Task directions: From the data that follows, copy every line holding the string "color".

==================================================

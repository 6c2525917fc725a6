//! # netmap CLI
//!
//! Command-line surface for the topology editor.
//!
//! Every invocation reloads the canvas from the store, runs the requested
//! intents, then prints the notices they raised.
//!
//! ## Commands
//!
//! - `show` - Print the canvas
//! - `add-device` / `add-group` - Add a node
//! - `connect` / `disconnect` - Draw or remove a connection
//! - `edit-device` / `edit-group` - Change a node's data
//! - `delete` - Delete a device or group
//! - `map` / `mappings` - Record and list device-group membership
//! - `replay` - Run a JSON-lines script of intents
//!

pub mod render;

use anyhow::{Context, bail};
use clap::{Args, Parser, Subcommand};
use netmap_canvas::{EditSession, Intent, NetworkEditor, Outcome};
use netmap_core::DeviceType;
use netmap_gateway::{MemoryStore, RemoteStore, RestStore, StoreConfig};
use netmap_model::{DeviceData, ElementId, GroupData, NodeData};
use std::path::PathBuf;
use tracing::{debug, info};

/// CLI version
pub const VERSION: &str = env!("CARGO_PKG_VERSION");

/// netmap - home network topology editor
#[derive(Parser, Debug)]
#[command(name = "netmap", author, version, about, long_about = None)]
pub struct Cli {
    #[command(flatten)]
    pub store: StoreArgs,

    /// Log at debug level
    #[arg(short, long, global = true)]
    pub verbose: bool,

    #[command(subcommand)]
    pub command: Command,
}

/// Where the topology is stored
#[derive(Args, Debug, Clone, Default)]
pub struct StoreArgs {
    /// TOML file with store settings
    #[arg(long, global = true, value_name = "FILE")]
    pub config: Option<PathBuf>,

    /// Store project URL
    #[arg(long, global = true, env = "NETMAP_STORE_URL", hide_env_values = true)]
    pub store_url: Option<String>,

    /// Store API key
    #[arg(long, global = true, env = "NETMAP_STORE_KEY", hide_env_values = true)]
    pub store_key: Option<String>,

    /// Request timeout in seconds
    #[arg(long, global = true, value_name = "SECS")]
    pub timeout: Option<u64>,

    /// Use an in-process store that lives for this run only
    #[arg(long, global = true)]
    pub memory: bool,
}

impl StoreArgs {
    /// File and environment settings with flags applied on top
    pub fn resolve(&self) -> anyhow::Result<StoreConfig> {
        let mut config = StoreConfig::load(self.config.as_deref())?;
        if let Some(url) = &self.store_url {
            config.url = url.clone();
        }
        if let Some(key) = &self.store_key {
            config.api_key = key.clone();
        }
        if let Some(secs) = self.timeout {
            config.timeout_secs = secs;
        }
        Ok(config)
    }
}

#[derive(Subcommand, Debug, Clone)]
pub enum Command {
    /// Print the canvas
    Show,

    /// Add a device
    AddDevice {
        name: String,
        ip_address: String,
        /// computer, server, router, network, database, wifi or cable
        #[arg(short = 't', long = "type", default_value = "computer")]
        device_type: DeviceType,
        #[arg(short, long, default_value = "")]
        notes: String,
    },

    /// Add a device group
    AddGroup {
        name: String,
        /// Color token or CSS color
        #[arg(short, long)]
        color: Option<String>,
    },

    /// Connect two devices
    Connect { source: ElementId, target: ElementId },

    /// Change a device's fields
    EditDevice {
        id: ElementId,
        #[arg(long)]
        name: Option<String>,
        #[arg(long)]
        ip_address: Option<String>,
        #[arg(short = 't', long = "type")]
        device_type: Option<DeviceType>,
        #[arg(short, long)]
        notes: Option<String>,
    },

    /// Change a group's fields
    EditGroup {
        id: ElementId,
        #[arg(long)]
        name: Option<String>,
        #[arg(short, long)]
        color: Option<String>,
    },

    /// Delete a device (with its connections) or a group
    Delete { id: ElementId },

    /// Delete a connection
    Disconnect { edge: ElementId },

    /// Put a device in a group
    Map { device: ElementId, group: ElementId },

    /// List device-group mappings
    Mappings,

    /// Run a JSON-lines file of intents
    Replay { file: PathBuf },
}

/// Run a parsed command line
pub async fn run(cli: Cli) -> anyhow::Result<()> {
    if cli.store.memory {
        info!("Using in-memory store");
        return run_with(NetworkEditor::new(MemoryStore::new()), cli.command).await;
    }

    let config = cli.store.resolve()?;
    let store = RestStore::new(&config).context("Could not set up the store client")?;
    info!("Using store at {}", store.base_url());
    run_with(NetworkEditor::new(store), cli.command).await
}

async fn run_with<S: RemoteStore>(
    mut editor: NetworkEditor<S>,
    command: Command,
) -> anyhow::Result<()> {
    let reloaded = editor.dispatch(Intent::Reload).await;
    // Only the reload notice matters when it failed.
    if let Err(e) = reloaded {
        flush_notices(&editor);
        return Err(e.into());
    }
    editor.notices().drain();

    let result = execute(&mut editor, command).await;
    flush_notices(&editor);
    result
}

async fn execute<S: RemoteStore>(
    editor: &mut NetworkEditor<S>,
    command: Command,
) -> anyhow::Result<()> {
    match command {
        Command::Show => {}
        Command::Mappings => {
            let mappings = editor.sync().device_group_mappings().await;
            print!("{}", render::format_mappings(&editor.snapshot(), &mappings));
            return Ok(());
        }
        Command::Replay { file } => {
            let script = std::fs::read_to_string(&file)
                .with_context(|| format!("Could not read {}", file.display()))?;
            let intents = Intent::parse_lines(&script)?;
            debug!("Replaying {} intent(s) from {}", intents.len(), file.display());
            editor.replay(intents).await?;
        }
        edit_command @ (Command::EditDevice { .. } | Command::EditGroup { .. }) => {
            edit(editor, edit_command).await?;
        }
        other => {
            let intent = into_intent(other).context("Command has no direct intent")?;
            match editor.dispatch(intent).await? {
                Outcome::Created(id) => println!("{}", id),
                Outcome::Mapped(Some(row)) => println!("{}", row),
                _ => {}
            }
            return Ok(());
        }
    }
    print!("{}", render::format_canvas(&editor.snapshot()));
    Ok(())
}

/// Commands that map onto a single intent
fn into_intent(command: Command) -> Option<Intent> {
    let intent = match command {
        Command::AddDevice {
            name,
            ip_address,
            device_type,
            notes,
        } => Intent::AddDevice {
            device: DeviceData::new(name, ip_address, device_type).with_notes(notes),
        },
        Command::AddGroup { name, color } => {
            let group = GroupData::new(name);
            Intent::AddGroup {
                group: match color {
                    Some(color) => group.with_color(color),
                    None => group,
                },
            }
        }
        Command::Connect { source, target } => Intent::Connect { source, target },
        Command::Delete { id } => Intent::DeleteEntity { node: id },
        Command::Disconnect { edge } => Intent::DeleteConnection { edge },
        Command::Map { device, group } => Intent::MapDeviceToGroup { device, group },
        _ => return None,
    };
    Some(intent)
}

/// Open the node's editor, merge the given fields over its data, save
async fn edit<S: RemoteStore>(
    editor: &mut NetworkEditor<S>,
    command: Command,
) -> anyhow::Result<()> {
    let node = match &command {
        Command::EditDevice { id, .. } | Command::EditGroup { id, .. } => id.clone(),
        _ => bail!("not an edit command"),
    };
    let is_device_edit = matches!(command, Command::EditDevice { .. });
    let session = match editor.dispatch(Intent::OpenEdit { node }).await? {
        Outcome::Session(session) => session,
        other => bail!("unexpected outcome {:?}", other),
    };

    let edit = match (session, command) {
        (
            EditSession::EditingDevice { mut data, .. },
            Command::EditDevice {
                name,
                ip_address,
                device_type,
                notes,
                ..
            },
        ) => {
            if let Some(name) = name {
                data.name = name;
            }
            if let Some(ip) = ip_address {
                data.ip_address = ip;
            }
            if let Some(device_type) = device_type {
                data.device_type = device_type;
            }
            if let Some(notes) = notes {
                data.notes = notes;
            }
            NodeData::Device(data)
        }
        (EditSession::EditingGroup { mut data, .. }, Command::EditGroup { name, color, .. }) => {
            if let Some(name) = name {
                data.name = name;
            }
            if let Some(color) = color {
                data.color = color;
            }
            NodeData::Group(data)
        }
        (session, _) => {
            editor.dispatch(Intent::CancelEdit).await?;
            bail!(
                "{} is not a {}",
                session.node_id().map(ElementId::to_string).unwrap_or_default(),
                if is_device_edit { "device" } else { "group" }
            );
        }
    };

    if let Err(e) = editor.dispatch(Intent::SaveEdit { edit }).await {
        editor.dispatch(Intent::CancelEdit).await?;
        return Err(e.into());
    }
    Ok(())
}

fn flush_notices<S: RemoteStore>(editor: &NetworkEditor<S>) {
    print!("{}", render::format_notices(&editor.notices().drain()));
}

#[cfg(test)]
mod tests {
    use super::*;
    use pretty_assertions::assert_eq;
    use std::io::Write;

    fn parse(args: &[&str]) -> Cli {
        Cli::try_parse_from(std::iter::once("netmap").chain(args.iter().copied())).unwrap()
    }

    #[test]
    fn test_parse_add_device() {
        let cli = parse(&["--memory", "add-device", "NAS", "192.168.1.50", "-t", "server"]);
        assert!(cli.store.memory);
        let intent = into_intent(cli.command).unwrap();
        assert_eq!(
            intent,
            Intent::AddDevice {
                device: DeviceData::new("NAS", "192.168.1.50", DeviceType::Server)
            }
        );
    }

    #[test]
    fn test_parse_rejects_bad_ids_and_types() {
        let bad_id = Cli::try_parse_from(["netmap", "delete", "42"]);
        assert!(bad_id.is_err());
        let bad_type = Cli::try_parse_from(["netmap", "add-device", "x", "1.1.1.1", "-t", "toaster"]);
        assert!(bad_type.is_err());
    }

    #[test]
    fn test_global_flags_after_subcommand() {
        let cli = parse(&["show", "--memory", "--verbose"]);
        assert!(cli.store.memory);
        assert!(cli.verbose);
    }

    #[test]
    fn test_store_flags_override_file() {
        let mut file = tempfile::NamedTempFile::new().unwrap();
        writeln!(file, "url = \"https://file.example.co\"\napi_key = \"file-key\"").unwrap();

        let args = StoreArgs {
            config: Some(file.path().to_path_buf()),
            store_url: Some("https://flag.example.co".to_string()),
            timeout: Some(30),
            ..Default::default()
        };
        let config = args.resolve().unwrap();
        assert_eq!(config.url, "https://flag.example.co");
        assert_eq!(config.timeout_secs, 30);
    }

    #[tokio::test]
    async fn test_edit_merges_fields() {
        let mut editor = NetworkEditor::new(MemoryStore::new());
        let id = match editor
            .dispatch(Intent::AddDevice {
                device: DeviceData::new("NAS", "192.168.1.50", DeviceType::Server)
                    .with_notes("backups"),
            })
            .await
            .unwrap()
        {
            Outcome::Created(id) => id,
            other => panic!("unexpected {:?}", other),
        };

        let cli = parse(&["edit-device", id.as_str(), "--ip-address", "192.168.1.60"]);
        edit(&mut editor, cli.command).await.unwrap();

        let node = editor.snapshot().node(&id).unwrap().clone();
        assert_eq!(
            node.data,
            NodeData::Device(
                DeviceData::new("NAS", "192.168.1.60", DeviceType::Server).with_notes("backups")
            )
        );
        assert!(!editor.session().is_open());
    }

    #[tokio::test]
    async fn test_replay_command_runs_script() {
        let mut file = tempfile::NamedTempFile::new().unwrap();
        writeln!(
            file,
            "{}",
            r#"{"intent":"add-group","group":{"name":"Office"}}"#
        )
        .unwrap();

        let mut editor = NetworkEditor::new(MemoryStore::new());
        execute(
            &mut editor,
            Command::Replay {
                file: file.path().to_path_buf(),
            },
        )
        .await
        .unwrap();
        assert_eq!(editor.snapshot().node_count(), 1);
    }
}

==================================================

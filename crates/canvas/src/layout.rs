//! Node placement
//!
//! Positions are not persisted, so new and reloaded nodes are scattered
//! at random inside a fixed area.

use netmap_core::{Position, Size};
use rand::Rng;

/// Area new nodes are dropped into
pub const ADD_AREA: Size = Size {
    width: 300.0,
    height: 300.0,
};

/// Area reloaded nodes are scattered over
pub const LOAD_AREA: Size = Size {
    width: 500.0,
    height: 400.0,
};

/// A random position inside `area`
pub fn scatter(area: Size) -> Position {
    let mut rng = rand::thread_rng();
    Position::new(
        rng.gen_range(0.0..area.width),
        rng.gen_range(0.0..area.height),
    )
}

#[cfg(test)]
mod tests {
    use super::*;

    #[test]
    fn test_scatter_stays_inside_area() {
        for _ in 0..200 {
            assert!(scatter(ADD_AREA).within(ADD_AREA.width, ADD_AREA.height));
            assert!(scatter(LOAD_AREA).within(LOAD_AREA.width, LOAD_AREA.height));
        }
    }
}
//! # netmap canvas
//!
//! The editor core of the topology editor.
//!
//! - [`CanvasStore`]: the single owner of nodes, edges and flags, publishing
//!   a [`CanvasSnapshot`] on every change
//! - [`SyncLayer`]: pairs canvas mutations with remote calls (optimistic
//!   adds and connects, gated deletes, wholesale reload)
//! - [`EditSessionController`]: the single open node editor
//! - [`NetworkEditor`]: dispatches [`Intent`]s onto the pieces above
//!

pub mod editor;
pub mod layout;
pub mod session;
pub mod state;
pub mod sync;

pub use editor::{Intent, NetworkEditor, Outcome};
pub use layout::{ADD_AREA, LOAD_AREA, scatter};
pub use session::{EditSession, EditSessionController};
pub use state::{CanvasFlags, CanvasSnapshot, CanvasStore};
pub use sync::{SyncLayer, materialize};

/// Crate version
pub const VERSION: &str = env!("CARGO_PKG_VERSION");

==================================================

Solution for this task:
        /// Color token or CSS color
        color: Option<String>,
        color: Option<String>,
        Command::AddGroup { name, color } => {
                group: match color {
                    Some(color) => group.with_color(color),
        (EditSession::EditingGroup { mut data, .. }, Command::EditGroup { name, color, .. }) => {
            if let Some(color) = color {
                data.color = color;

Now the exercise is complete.